# Action item:
Write out the data exactly from its first line onward, ending with the line in which "pub mod content;" appears.

"""

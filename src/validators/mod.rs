//! YANG data validators
//!
//! This module contains the schema components and the validation passes
//! for YANG data trees.

// Schema components
pub mod builders;
pub mod features;
pub mod schemas;
pub mod simple_types;

// Shared infrastructure
pub mod base;
pub mod builtins;
pub mod exceptions;
pub mod resolution;
pub mod validation;

// Validation passes
pub mod content;
pub mod context;
pub mod document_validation;
pub mod groups;
pub mod identities;

// Re-exports
pub use base::{
    CaseOutcome, ConditionEvaluator, ConditionResult, ContentOutcome, ContextOutcome,
    UniqueOutcome, ValueComparator,
};
pub use builders::{RpcIds, SchemaBuilder};
pub use builtins::{canonicalize, CanonicalComparator, CanonicalValue};
pub use content::{check_cardinality, check_content, check_resolved_content};
pub use context::check_context;
pub use document_validation::{resolve_deferred, validate_tree, ValidationReport};
pub use exceptions::{ErrorKind, ValidationError};
pub use features::{FeatureSet, IfFeatureExpr};
pub use groups::{find_case_conflicts, resolve_case, CaseSubject};
pub use identities::{check_unique, FieldTuple};
pub use resolution::{DeferReason, DeferredItem, DeferredQueue};
pub use schemas::{Access, Schema, SchemaId, SchemaKind, SchemaNode, WhenCondition};
pub use simple_types::LeafType;
pub use validation::{CasePolicy, DataKind, ValidationContext, ValidationOptions};
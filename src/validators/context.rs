//! Context validation
//!
//! Decides whether a data node may exist at its position at all. The checks
//! run in a fixed order and the first rejection wins:
//! 1. if-feature gating of the node and its choice/case ancestors
//! 2. `when` conditions of the node and its choice/case ancestors
//! 3. access mode (state data in configuration or edit content)
//! 4. positional order inside rpc input and output
//!
//! An undecidable `when` condition parks the node in the deferred queue of
//! the [`ValidationContext`] and rejects it as pending. The tree is never
//! modified here.

use tracing::{debug, trace};

use crate::data_tree::{DataTree, NodeId};
use crate::error::Result;

use super::base::{ConditionResult, ContextOutcome};
use super::exceptions::{ErrorKind, ValidationError};
use super::resolution::DeferReason;
use super::schemas::{SchemaId, SchemaNode};
use super::validation::ValidationContext;

/// Check whether `node` is admissible at its position
pub fn check_context(
    tree: &DataTree,
    node: NodeId,
    ctx: &mut ValidationContext,
) -> Result<ContextOutcome> {
    let schema_id = tree.get(node)?.schema;
    let schema = tree.schema();
    let snode = schema.node(schema_id);
    let ancestors = schema.schema_only_ancestors(schema_id);

    // 1. features
    for sid in std::iter::once(schema_id).chain(ancestors.iter().copied()) {
        let gated = schema.node(sid);
        if let Some(expr) = gated.if_features.iter().find(|e| !e.evaluate(&ctx.features)) {
            trace!(node = %node, feature = %expr, "disabled by if-feature");
            return Ok(reject(
                tree,
                node,
                snode,
                ErrorKind::Disabled,
                format!("'{}' is disabled by if-feature", snode.local_name()),
                format!("if-feature \"{}\"", expr),
            ));
        }
    }

    // 2. when, outermost condition first
    let parent = tree.get(node)?.parent();
    let conditions = ancestors
        .iter()
        .rev()
        .map(|sid| (*sid, parent))
        .chain(std::iter::once((schema_id, Some(node))));
    let mut pending: Option<(SchemaId, DeferReason)> = None;
    for (sid, context_node) in conditions {
        let Some(condition) = schema.node(sid).when.as_ref() else {
            continue;
        };
        match ctx.evaluator().evaluate(condition, tree, context_node) {
            ConditionResult::True => {}
            ConditionResult::False => {
                ctx.queue.remove(node);
                return Ok(reject(
                    tree,
                    node,
                    snode,
                    ErrorKind::ConditionFalse,
                    format!("when condition of '{}' is false", schema.node(sid).local_name()),
                    condition.to_string(),
                ));
            }
            ConditionResult::Indeterminate => {
                if pending.is_none() {
                    let reason = if sid == schema_id {
                        DeferReason::When
                    } else {
                        DeferReason::CaseWhen(sid)
                    };
                    pending = Some((sid, reason));
                }
            }
        }
    }
    if let Some((sid, reason)) = pending {
        if !ctx.queue.contains(node) {
            ctx.limits.check_deferred_items(ctx.queue.len())?;
            ctx.queue.push(node, reason);
            debug!(node = %node, path = %tree.path(node), %reason, "deferring undecided when condition");
        } else {
            trace!(node = %node, "already pending");
        }
        let condition = schema.node(sid).when.as_ref().map(ToString::to_string).unwrap_or_default();
        return Ok(reject(
            tree,
            node,
            snode,
            ErrorKind::ConditionPending,
            format!("when condition of '{}' cannot be decided yet", schema.node(sid).local_name()),
            condition,
        ));
    }
    ctx.queue.remove(node);

    // 3. access mode
    if snode.is_read_only() && ctx.options.data_kind.forbids_state() {
        return Ok(reject(
            tree,
            node,
            snode,
            ErrorKind::AccessViolation,
            format!("state data '{}' is not allowed here", snode.local_name()),
            "config false".to_string(),
        ));
    }

    // 4. order inside rpc input/output
    let io = schema.operation_io(schema_id).filter(|_| ctx.options.checks_order());
    if let Some(io) = io {
        let siblings = tree.siblings(node)?;
        let position = siblings.iter().position(|s| *s == node).unwrap_or(0);
        let later = siblings[..position]
            .iter()
            .filter_map(|s| tree.schema_node(*s).ok())
            .find(|s| s.order > snode.order);
        if let Some(later) = later {
            return Ok(reject(
                tree,
                node,
                snode,
                ErrorKind::OrderViolation,
                format!(
                    "'{}' must precede '{}'",
                    snode.local_name(),
                    later.local_name()
                ),
                format!("{} order", schema.node(io).local_name()),
            ));
        }
    }

    Ok(ContextOutcome::Admissible)
}

fn reject(
    tree: &DataTree,
    node: NodeId,
    snode: &SchemaNode,
    kind: ErrorKind,
    message: String,
    constraint: String,
) -> ContextOutcome {
    ContextOutcome::Rejected(
        ValidationError::new(kind, message)
            .with_path(tree.path(node))
            .with_schema_node(snode.name.qualified())
            .with_constraint(constraint)
            .with_node(node),
    )
}

#[cfg(test)]
mod tests {
    use super::*;
    use crate::namespaces::Module;
    use crate::validators::builders::SchemaBuilder;
    use crate::validators::features::FeatureSet;
    use crate::validators::schemas::{Schema, WhenCondition};
    use crate::validators::simple_types::LeafType;
    use crate::validators::validation::ValidationOptions;
    use std::sync::Arc;

    fn schema() -> Arc<Schema> {
        let mut b = SchemaBuilder::new(Module::new("ex", "urn:example", "ex"));
        let top = b.container(None, "top").unwrap();
        let fast = b.leaf(Some(top), "fast", LeafType::Boolean).unwrap();
        b.if_feature(fast, "turbo").unwrap();
        let gated = b.leaf(Some(top), "gated", LeafType::String).unwrap();
        b.when(gated, "../fast = 'true'").unwrap();
        let stats = b.container(Some(top), "stats").unwrap();
        b.read_only(stats).unwrap();
        let choice = b.choice(Some(top), "mode").unwrap();
        let case = b.case(choice, "auto").unwrap();
        b.when(case, "../fast").unwrap();
        b.leaf(Some(case), "interval", LeafType::Uint32).unwrap();
        b.build().unwrap()
    }

    fn evaluator(result: ConditionResult) -> impl Fn(&WhenCondition, &DataTree, Option<NodeId>) -> ConditionResult {
        move |_: &WhenCondition, _: &DataTree, _: Option<NodeId>| result
    }

    #[test]
    fn test_feature_gating() {
        let mut tree = DataTree::new(schema());
        let top = tree.add(None, "top").unwrap();
        let fast = tree.add_value(Some(top), "fast", "true").unwrap();

        let mut ctx = ValidationContext::default();
        let outcome = check_context(&tree, fast, &mut ctx).unwrap();
        assert_eq!(outcome.kind(), Some(ErrorKind::Disabled));

        let mut ctx = ValidationContext::default().with_features(FeatureSet::with_features(["turbo"]));
        assert!(check_context(&tree, fast, &mut ctx).unwrap().is_admissible());
    }

    #[test]
    fn test_when_false_and_pending() {
        let mut tree = DataTree::new(schema());
        let top = tree.add(None, "top").unwrap();
        let gated = tree.add_value(Some(top), "gated", "x").unwrap();

        let mut ctx = ValidationContext::default().with_evaluator(evaluator(ConditionResult::False));
        let outcome = check_context(&tree, gated, &mut ctx).unwrap();
        assert_eq!(outcome.kind(), Some(ErrorKind::ConditionFalse));
        assert!(ctx.queue.is_empty());

        let mut ctx = ValidationContext::default().with_evaluator(evaluator(ConditionResult::Indeterminate));
        assert!(check_context(&tree, gated, &mut ctx).unwrap().is_deferred());
        assert!(check_context(&tree, gated, &mut ctx).unwrap().is_deferred());
        assert_eq!(ctx.queue.len(), 1);
    }

    #[test]
    fn test_case_when_uses_parent_context() {
        let mut tree = DataTree::new(schema());
        let top = tree.add(None, "top").unwrap();
        let interval = tree.add_value(Some(top), "interval", "5").unwrap();

        let mut ctx = ValidationContext::default().with_evaluator(
            move |c: &WhenCondition, _: &DataTree, context: Option<NodeId>| {
                assert_eq!(c.expression, "../fast");
                ConditionResult::from(context == Some(top))
            },
        );
        assert!(check_context(&tree, interval, &mut ctx).unwrap().is_admissible());
    }

    #[test]
    fn test_pending_case_when_reason() {
        let mut tree = DataTree::new(schema());
        let top = tree.add(None, "top").unwrap();
        let interval = tree.add_value(Some(top), "interval", "5").unwrap();

        let mut ctx = ValidationContext::default().with_evaluator(evaluator(ConditionResult::Indeterminate));
        assert!(check_context(&tree, interval, &mut ctx).unwrap().is_deferred());
        let item = ctx.queue.iter().next().unwrap();
        assert!(matches!(item.reason, DeferReason::CaseWhen(_)));
    }

    #[test]
    fn test_access_mode() {
        let mut tree = DataTree::new(schema());
        let top = tree.add(None, "top").unwrap();
        let stats = tree.add(Some(top), "stats").unwrap();

        let mut ctx = ValidationContext::new(ValidationOptions::edit());
        let outcome = check_context(&tree, stats, &mut ctx).unwrap();
        assert_eq!(outcome.kind(), Some(ErrorKind::AccessViolation));

        let mut ctx = ValidationContext::default();
        assert!(check_context(&tree, stats, &mut ctx).unwrap().is_admissible());
    }

    #[test]
    fn test_resolved_condition_leaves_queue() {
        let mut tree = DataTree::new(schema());
        let top = tree.add(None, "top").unwrap();
        let gated = tree.add_value(Some(top), "gated", "x").unwrap();

        let mut ctx = ValidationContext::default().with_evaluator(evaluator(ConditionResult::Indeterminate));
        check_context(&tree, gated, &mut ctx).unwrap();
        assert!(ctx.is_pending(gated));

        let queue = ctx.queue.clone();
        let mut ctx = ValidationContext::default();
        ctx.queue = queue;
        assert!(check_context(&tree, gated, &mut ctx).unwrap().is_admissible());
        assert!(!ctx.is_pending(gated));
    }
}
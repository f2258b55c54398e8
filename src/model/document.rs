//! 文档图：YAML 加载后的只读节点集合
//!
//! 节点存放在一个扁平数组里，子节点用 `NodeRef` 下标引用。别名直接指向锚点节点，
//! 所以共享子树只存一份，自引用的锚点会形成环；视图树按需逐层展开，环不会被穷举。
//! 自定义标签一律忽略，非字符串键转换成文本。

use std::collections::{HashMap, HashSet};

use serde_yaml::Value;
use thiserror::Error;
use yaml_rust2::parser::{Event, EventReceiver, Parser, Tag};
use yaml_rust2::scanner::{ScanError, TScalarStyle};

/// 复制文本中代替环引用的占位文本
pub const RECURSIVE_MARKER: &str = "<recursive>";

#[derive(Debug, Clone, Copy, PartialEq, Eq, Hash)]
pub struct NodeRef(u32);

impl NodeRef {
    pub const fn index(self) -> usize {
        self.0 as usize
    }
}

#[derive(Debug, Clone, Copy, PartialEq, Eq)]
pub enum NodeKind {
    Mapping,
    Sequence,
    Scalar,
}

/// 标量的解析类型，决定复制时的引号规则
#[derive(Debug, Clone, Copy, PartialEq, Eq)]
pub enum ScalarKind {
    String,
    Integer,
    Float,
    Bool,
    Null,
}

#[derive(Debug, Clone, PartialEq)]
pub enum DocumentNode {
    /// 键已转换为文本，保持文档顺序
    Mapping(Vec<(String, NodeRef)>),
    Sequence(Vec<NodeRef>),
    Scalar { text: String, kind: ScalarKind },
}

#[derive(Error, Debug)]
pub enum LoadError {
    #[error("{0}")]
    Scan(#[from] ScanError),
    #[error("文件包含 {0} 个文档，只支持单个文档")]
    MultipleDocuments(usize),
    #[error("别名引用了未定义的锚点")]
    UnknownAlias,
}

impl DocumentNode {
    pub fn kind(&self) -> NodeKind {
        match self {
            DocumentNode::Mapping(_) => NodeKind::Mapping,
            DocumentNode::Sequence(_) => NodeKind::Sequence,
            DocumentNode::Scalar { .. } => NodeKind::Scalar,
        }
    }

    pub fn is_branch(&self) -> bool {
        !matches!(self, DocumentNode::Scalar { .. })
    }

    pub fn len(&self) -> usize {
        match self {
            DocumentNode::Mapping(entries) => entries.len(),
            DocumentNode::Sequence(items) => items.len(),
            DocumentNode::Scalar { .. } => 0,
        }
    }

    pub fn is_empty(&self) -> bool {
        self.len() == 0
    }

    /// 列表中显示的值：标量为文本，分支为规模预览
    pub fn preview(&self) -> String {
        match self {
            DocumentNode::Scalar { text, .. } => text.clone(),
            DocumentNode::Sequence(items) => {
                let n = items.len();
                format!("(list with {} item{})", n, if n == 1 { "" } else { "s" })
            }
            DocumentNode::Mapping(entries) => {
                let n = entries.len();
                format!("(map with {} key{})", n, if n == 1 { "" } else { "s" })
            }
        }
    }
}

#[derive(Debug, Clone, PartialEq)]
pub struct Document {
    nodes: Vec<DocumentNode>,
    root: NodeRef,
}

impl Document {
    /// 解析单个YAML文档；空文本视为 `null`
    pub fn parse_str(text: &str) -> Result<Self, LoadError> {
        let mut builder = Builder::default();
        Parser::new(text.chars()).load(&mut builder, true)?;
        if let Some(err) = builder.error {
            return Err(err);
        }
        if builder.documents > 1 {
            return Err(LoadError::MultipleDocuments(builder.documents));
        }

        let mut nodes = builder.nodes;
        let root = match builder.root {
            Some(root) => root,
            None => {
                nodes.push(DocumentNode::Scalar {
                    text: "null".to_string(),
                    kind: ScalarKind::Null,
                });
                NodeRef(nodes.len() as u32 - 1)
            }
        };
        tracing::debug!("文档已解析: {} 个节点", nodes.len());
        Ok(Self { nodes, root })
    }

    pub fn root(&self) -> NodeRef {
        self.root
    }

    pub fn get(&self, node: NodeRef) -> &DocumentNode {
        &self.nodes[node.index()]
    }

    /// 从 `node` 出发可达的标量数量；指回祖先的引用不计
    pub fn scalar_count(&self, node: NodeRef) -> usize {
        fn walk(doc: &Document, node: NodeRef, ancestors: &mut Vec<NodeRef>) -> usize {
            if ancestors.contains(&node) {
                return 0;
            }
            ancestors.push(node);
            let count = match doc.get(node) {
                DocumentNode::Scalar { .. } => 1,
                DocumentNode::Sequence(items) => items.iter().map(|&c| walk(doc, c, ancestors)).sum(),
                DocumentNode::Mapping(entries) => {
                    entries.iter().map(|&(_, c)| walk(doc, c, ancestors)).sum()
                }
            };
            ancestors.pop();
            count
        }
        walk(self, node, &mut Vec::new())
    }

    /// 单行流式文本，用于复合键的显示
    pub fn flow_text(&self, node: NodeRef) -> String {
        flow_text_in(&self.nodes, node, &mut Vec::new())
    }

    /// 子树对应的 `serde_yaml::Value`；环引用处替换为 [`RECURSIVE_MARKER`]
    pub fn to_value(&self, node: NodeRef) -> Value {
        fn walk(doc: &Document, node: NodeRef, ancestors: &mut Vec<NodeRef>) -> Value {
            if ancestors.contains(&node) {
                return Value::String(RECURSIVE_MARKER.to_string());
            }
            ancestors.push(node);
            let value = match doc.get(node) {
                DocumentNode::Scalar { text, kind } => scalar_value(text, *kind),
                DocumentNode::Sequence(items) => {
                    Value::Sequence(items.iter().map(|&c| walk(doc, c, ancestors)).collect())
                }
                DocumentNode::Mapping(entries) => {
                    let mut map = serde_yaml::Mapping::new();
                    for (key, child) in entries {
                        map.insert(Value::String(key.clone()), walk(doc, *child, ancestors));
                    }
                    Value::Mapping(map)
                }
            };
            ancestors.pop();
            value
        }
        walk(self, node, &mut Vec::new())
    }

    /// 子树的YAML文本，字符串按YAML规则加引号
    pub fn to_yaml(&self, node: NodeRef) -> Result<String, serde_yaml::Error> {
        serde_yaml::to_string(&self.to_value(node))
    }
}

"""

# Answer:
filename src/validators/mod.rs
//! YANG data validators
//!
//! This module contains the schema components and the validation passes
//! for YANG data trees.

// Schema components
pub mod builders;
pub mod features;
pub mod schemas;
pub mod simple_types;

// Shared infrastructure
pub mod base;
pub mod builtins;
pub mod exceptions;
pub mod resolution;
pub mod validation;

// Validation passes
pub mod content;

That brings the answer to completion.